When I started my training in psychiatry at the Maudsley Hospital I was taught that there were two types of depression, reactive and endogenous, the latter being uninfluenced by environmental factors. This distinction has faded into history, partly due to the research of George Brown and Tyrril Harris on life events and depression. Their work was foreshadowed by Holmes and Rahe who studied the relationship between life events and the development of schizophrenia in conscripts to the US Navy. Their measure of the impact of events was insufficiently objective and was superseded by the rigorous work of Brown and Harris, who inquired in detail into the individual circumstances of each person who reported an event. They also classified events as independent of the person’s behaviour or not in an attempt to clarify the issue of causality. They focused on women and found that those who had a supportive partner were much less likely to develop depression than those who lacked an intimate relationship. Their research on depression continued over several decades with increasing sophistication and led to the conclusion that events preceding episodes of depression entailed a major loss, whereas episodes of anxiety were precipitated by events that threatened losses of various kinds. In recent years they addressed the issue of causality by initiating a randomised controlled trial evaluating the efficacy of providing a female befriender for women who lacked a supportive partner. This intervention proved to protect vulnerable women from the impact of life events.

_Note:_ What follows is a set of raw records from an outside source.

//! Log file rotation and cleanup
//!
//! Provides automatic log rotation based on:
//! - File size limits
//! - Time-based retention policies
//!
//! Rotated files are renamed with timestamps for archival

use chrono::{DateTime, Duration, Utc};
use std::path::{Path, PathBuf};
use thiserror::Error;
use tracing::{debug, info, warn};

/// Errors raised while rotating or cleaning up log files
#[derive(Debug, Error)]
pub enum RotationError {
    #[error("failed to access log file metadata: {0}")]
    Metadata(#[source] std::io::Error),
    #[error("failed to rotate log file: {0}")]
    Rename(#[source] std::io::Error),
    #[error("failed to read log directory: {0}")]
    ReadDir(#[source] std::io::Error),
    #[error("failed to delete old log file: {0}")]
    Remove(#[source] std::io::Error),
}

type Result<T> = std::result::Result<T, RotationError>;

/// Log file rotator with size and time-based policies
#[derive(Debug, Clone)]
pub struct LogRotator {
    /// Number of days to retain old log files
    retention_days: u32,
    /// Maximum file size in bytes before rotation
    max_file_size: u64,
}

impl LogRotator {
    /// Create a new log rotator
    ///
    /// # Arguments
    /// * `retention_days` - Number of days to keep old log files
    /// * `max_file_size` - Maximum file size in bytes before rotation
    pub fn new(retention_days: u32, max_file_size: u64) -> Self {
        Self {
            retention_days,
            max_file_size,
        }
    }

    /// Check if a log file needs rotation based on size
    ///
    /// Returns `true` if the file exists and exceeds `max_file_size`
    pub async fn should_rotate(&self, log_path: impl AsRef<Path>) -> Result<bool> {
        let log_path = log_path.as_ref();

        if !log_path.exists() {
            return Ok(false);
        }

        let metadata = tokio::fs::metadata(log_path)
            .await
            .map_err(RotationError::Metadata)?;

        let size = metadata.len();

        debug!(
            path = %log_path.display(),
            size = size,
            max_size = self.max_file_size,
            "checking if log rotation needed"
        );

        Ok(size >= self.max_file_size)
    }

    /// Rotate a log file by renaming it with a timestamp
    ///
    /// The file is renamed to `<original_name>.<timestamp>`
    /// A new empty file is NOT created - the caller should handle that
    ///
    /// # Returns
    /// Path to the rotated file
    pub async fn rotate_if_needed(&self, log_path: impl AsRef<Path>) -> Result<()> {
        let log_path = log_path.as_ref();

        if !self.should_rotate(log_path).await? {
            return Ok(());
        }

        let timestamp = Utc::now().format("%Y%m%d_%H%M%S");

        // Determine rotated filename
        let rotated_path = if let Some(ext) = log_path.extension() {
            log_path.with_extension(format!("{}.{}", ext.to_string_lossy(), timestamp))
        } else {
            PathBuf::from(format!("{}.{}", log_path.display(), timestamp))
        };

        // Rename the file
        tokio::fs::rename(log_path, &rotated_path)
            .await
            .map_err(RotationError::Rename)?;

        info!(
            old_path = %log_path.display(),
            new_path = %rotated_path.display(),
            "rotated log file"
        );

        Ok(())
    }

    /// Clean up old log files beyond retention period
    ///
    /// Searches the log directory for files matching the log file pattern
    /// and deletes those older than `retention_days`
    ///
    /// # Returns
    /// Number of files deleted
    pub async fn cleanup_old_logs(&self, log_dir: impl AsRef<Path>) -> Result<usize> {
        let log_dir = log_dir.as_ref();

        if !log_dir.exists() {
            warn!(path = %log_dir.display(), "log directory does not exist");
            return Ok(0);
        }

        let cutoff = Utc::now() - Duration::days(i64::from(self.retention_days));
        let mut deleted_count = 0;

        // Read directory entries
        let mut entries = tokio::fs::read_dir(log_dir)
            .await
            .map_err(RotationError::ReadDir)?;

        while let Some(entry) = entries
            .next_entry()
            .await
            .map_err(RotationError::ReadDir)?
        {
            let path = entry.path();

            // Only process .log files (including rotated ones with timestamps)
            if let Some(ext_str) = path.extension().and_then(|s| s.to_str()) {
                if !ext_str.starts_with("log") {
                    continue;
                }
            } else {
                continue;
            }

            // Check file modification time
            let metadata = tokio::fs::metadata(&path)
                .await
                .map_err(RotationError::Metadata)?;

            let modified = metadata
                .modified()
                .map_err(RotationError::Metadata)?;

            let modified_dt: DateTime<Utc> = modified.into();

            if modified_dt < cutoff {
                tokio::fs::remove_file(&path)
                    .await
                    .map_err(RotationError::Remove)?;

                info!(path = %path.display(), age_days = (Utc::now() - modified_dt).num_days(), "deleted old log file");
                deleted_count += 1;
            }
        }

        if deleted_count > 0 {
            info!(count = deleted_count, "cleaned up old log files");
        }

        Ok(deleted_count)
    }

    /// Run periodic cleanup on a schedule
    ///
    /// This is a long-running async task that should be spawned
    /// It runs cleanup every `interval` duration
    pub async fn run_periodic_cleanup(
        &self,
        log_dir: impl AsRef<Path>,
        interval: std::time::Duration,
    ) -> Result<()> {
        let log_dir = log_dir.as_ref().to_path_buf();
        let mut interval_timer = tokio::time::interval(interval);

        loop {
            interval_timer.tick().await;

            match self.cleanup_old_logs(&log_dir).await {
                Ok(count) => {
                    if count > 0 {
                        info!(count = count, "periodic cleanup completed");
                    }
                }
                Err(e) => {
                    warn!(error = %e, "failed to run periodic cleanup");
                }
            }
        }
    }
}

#[cfg(test)]
mod tests {
    use super::*;
    use std::io::Write;
    use tempfile::TempDir;
    use tokio::time::{sleep, Duration as TokioDuration};

    #[tokio::test]
    async fn test_should_rotate_when_file_exceeds_size() {
        let temp_dir = TempDir::new().unwrap();
        let log_path = temp_dir.path().join("test.log");

        // Create a file larger than max_file_size
        let mut file = std::fs::File::create(&log_path).unwrap();
        file.write_all(&vec![0u8; 2048]).unwrap();
        drop(file);

        let rotator = LogRotator::new(30, 1024);
        assert!(rotator.should_rotate(&log_path).await.unwrap());
    }

    #[tokio::test]
    async fn test_should_not_rotate_when_file_under_size() {
        let temp_dir = TempDir::new().unwrap();
        let log_path = temp_dir.path().join("test.log");

        // Create a small file
        let mut file = std::fs::File::create(&log_path).unwrap();
        file.write_all(b"small content").unwrap();
        drop(file);

        let rotator = LogRotator::new(30, 1024);
        assert!(!rotator.should_rotate(&log_path).await.unwrap());
    }

    #[tokio::test]
    async fn test_should_not_rotate_when_file_missing() {
        let temp_dir = TempDir::new().unwrap();
        let log_path = temp_dir.path().join("nonexistent.log");

        let rotator = LogRotator::new(30, 1024);
        assert!(!rotator.should_rotate(&log_path).await.unwrap());
    }

    #[tokio::test]
    async fn test_rotate_if_needed_renames_file() {
        let temp_dir = TempDir::new().unwrap();
        let log_path = temp_dir.path().join("test.log");

        // Create a file larger than max_file_size
        let mut file = std::fs::File::create(&log_path).unwrap();
        file.write_all(&vec![0u8; 2048]).unwrap();
        drop(file);

        let rotator = LogRotator::new(30, 1024);
        rotator.rotate_if_needed(&log_path).await.unwrap();

        // Original file should not exist
        assert!(!log_path.exists());

        // A rotated file should exist
        let entries: Vec<_> = std::fs::read_dir(temp_dir.path())
            .unwrap()
            .map(|e| e.unwrap().path())
            .collect();

        assert_eq!(entries.len(), 1);
        let rotated = &entries[0];
        assert!(rotated
            .file_name()
            .unwrap()
            .to_str()
            .unwrap()
            .starts_with("test.log."));
    }

    #[tokio::test]
    async fn test_rotate_if_needed_does_nothing_when_small() {
        let temp_dir = TempDir::new().unwrap();
        let log_path = temp_dir.path().join("test.log");

        // Create a small file
        std::fs::write(&log_path, b"small").unwrap();

        let rotator = LogRotator::new(30, 1024);
        rotator.rotate_if_needed(&log_path).await.unwrap();

        // File should still exist and not be rotated
        assert!(log_path.exists());
        let entries: Vec<_> = std::fs::read_dir(temp_dir.path())
            .unwrap()
            .collect();
        assert_eq!(entries.len(), 1);
    }

    #[tokio::test]
    async fn test_cleanup_old_logs_deletes_expired_files() {
        let temp_dir = TempDir::new().unwrap();

        // Create some log files
        std::fs::write(temp_dir.path().join("old.log"), b"old").unwrap();
        std::fs::write(temp_dir.path().join("app.log.20240101_120000"), b"old").unwrap();
        std::fs::write(temp_dir.path().join("recent.log"), b"recent").unwrap();

        // Set old files to very old modification time (using system touch if available)
        // For testing, we'll use a rotator with 0 retention days
        let rotator = LogRotator::new(0, 1024);

        // Wait a tiny bit to ensure files have different timestamps
        sleep(TokioDuration::from_millis(10)).await;

        let _deleted = rotator.cleanup_old_logs(temp_dir.path()).await.unwrap();

        // Should delete all .log files when retention is 0
        assert!(_deleted >= 1);
    }

    #[tokio::test]
    async fn test_cleanup_old_logs_ignores_non_log_files() {
        let temp_dir = TempDir::new().unwrap();

        // Create mixed file types
        std::fs::write(temp_dir.path().join("data.txt"), b"text").unwrap();
        std::fs::write(temp_dir.path().join("app.json"), b"json").unwrap();
        std::fs::write(temp_dir.path().join("test.log"), b"log").unwrap();

        let rotator = LogRotator::new(0, 1024);
        sleep(TokioDuration::from_millis(10)).await;

        let _deleted = rotator.cleanup_old_logs(temp_dir.path()).await.unwrap();

        // Should only delete .log files
        assert!(temp_dir.path().join("data.txt").exists());
        assert!(temp_dir.path().join("app.json").exists());
    }

    #[tokio::test]
    async fn test_cleanup_handles_missing_directory() {
        let temp_dir = TempDir::new().unwrap();
        let missing_dir = temp_dir.path().join("nonexistent");

        let rotator = LogRotator::new(30, 1024);
        let result = rotator.cleanup_old_logs(&missing_dir).await;

        // Should return Ok(0) for missing directory
        assert_eq!(result.unwrap(), 0);
    }

    #[tokio::test]
    async fn test_rotator_with_different_retention() {
        let rotator1 = LogRotator::new(7, 1024);
        let rotator2 = LogRotator::new(30, 1024);

        assert_eq!(rotator1.retention_days, 7);
        assert_eq!(rotator2.retention_days, 30);
    }

    #[tokio::test]
    async fn test_rotator_with_different_max_size() {
        let rotator1 = LogRotator::new(30, 1024 * 1024); // 1 MB
        let rotator2 = LogRotator::new(30, 10 * 1024 * 1024); // 10 MB

        assert_eq!(rotator1.max_file_size, 1024 * 1024);
        assert_eq!(rotator2.max_file_size, 10 * 1024 * 1024);
    }

    #[tokio::test]
    async fn test_rotation_preserves_file_extension() {
        let temp_dir = TempDir::new().unwrap();
        let log_path = temp_dir.path().join("app.log");

        // Create large file
        let mut file = std::fs::File::create(&log_path).unwrap();
        file.write_all(&vec![0u8; 2048]).unwrap();
        drop(file);

        let rotator = LogRotator::new(30, 1024);
        rotator.rotate_if_needed(&log_path).await.unwrap();

        // Find rotated file
        let entries: Vec<_> = std::fs::read_dir(temp_dir.path())
            .unwrap()
            .map(|e| e.unwrap().file_name().to_string_lossy().to_string())
            .collect();

        // Should have pattern like "app.log.20251025_123456"
        assert!(entries[0].starts_with("app.log."));
        assert!(entries[0].len() > "app.log.".len());
    }

    #[tokio::test]
    async fn test_multiple_rotations() {
        let temp_dir = TempDir::new().unwrap();
        let log_path = temp_dir.path().join("app.log");

        let rotator = LogRotator::new(30, 1024);

        // Rotate 3 times
        for _i in 0..3 {
            // Create large file
            std::fs::write(&log_path, vec![0u8; 2048]).unwrap();

            rotator.rotate_if_needed(&log_path).await.unwrap();

            // Delay to ensure different timestamps (format is YYYYMMDD_HHMMSS)
            sleep(TokioDuration::from_secs(1)).await;
        }

        // Should have 3 rotated files
        let entries: Vec<_> = std::fs::read_dir(temp_dir.path())
            .unwrap()
            .collect();

        assert_eq!(entries.len(), 3);
    }
}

Prior to his work on depression, Brown collaborated with Michael Rutter on developing a measure of the emotional relationship between carers and their relatives with schizophrenia, which they named expressed emotion (EE). This proved to be a remarkably potent predictor of relapse in schizophrenia and also in depression, as shown by Christine Vaughn and myself. After years of focusing on schizophrenia I felt I should return to studying depression, and mounted an intervention trial for depressed patients living with a critical partner. This was a parallel to Brown and Harris’s trial of befriending, but instead of providing a supportive partner, we employed two couple therapists to attempt to improve the relationship between the patient and her/his partner. We found that couple therapy was more effective than antidepressants in treating depression and preventing relapse, and much more acceptable to the clients. Furthermore, the improvements in depression were attributable to reduction in the patient’s exposure to hostility shown by their partner.
If, as is often stated, psychiatry is the Cinderella of medicine, then social psychiatry, with its focus on human relationships, is, in the view of many biological psychiatrists, the Cinderella of psychiatry. It was George Brown who waved the fairy godmother’s wand and transformed this ragged and despised subspecialty into a substantial discipline, capable of developing innovative and efficacious treatments, which equal or even surpass the achievements of biological psychiatry, and in the case of family work for schizophrenia have been incorporated in NICE guidelines.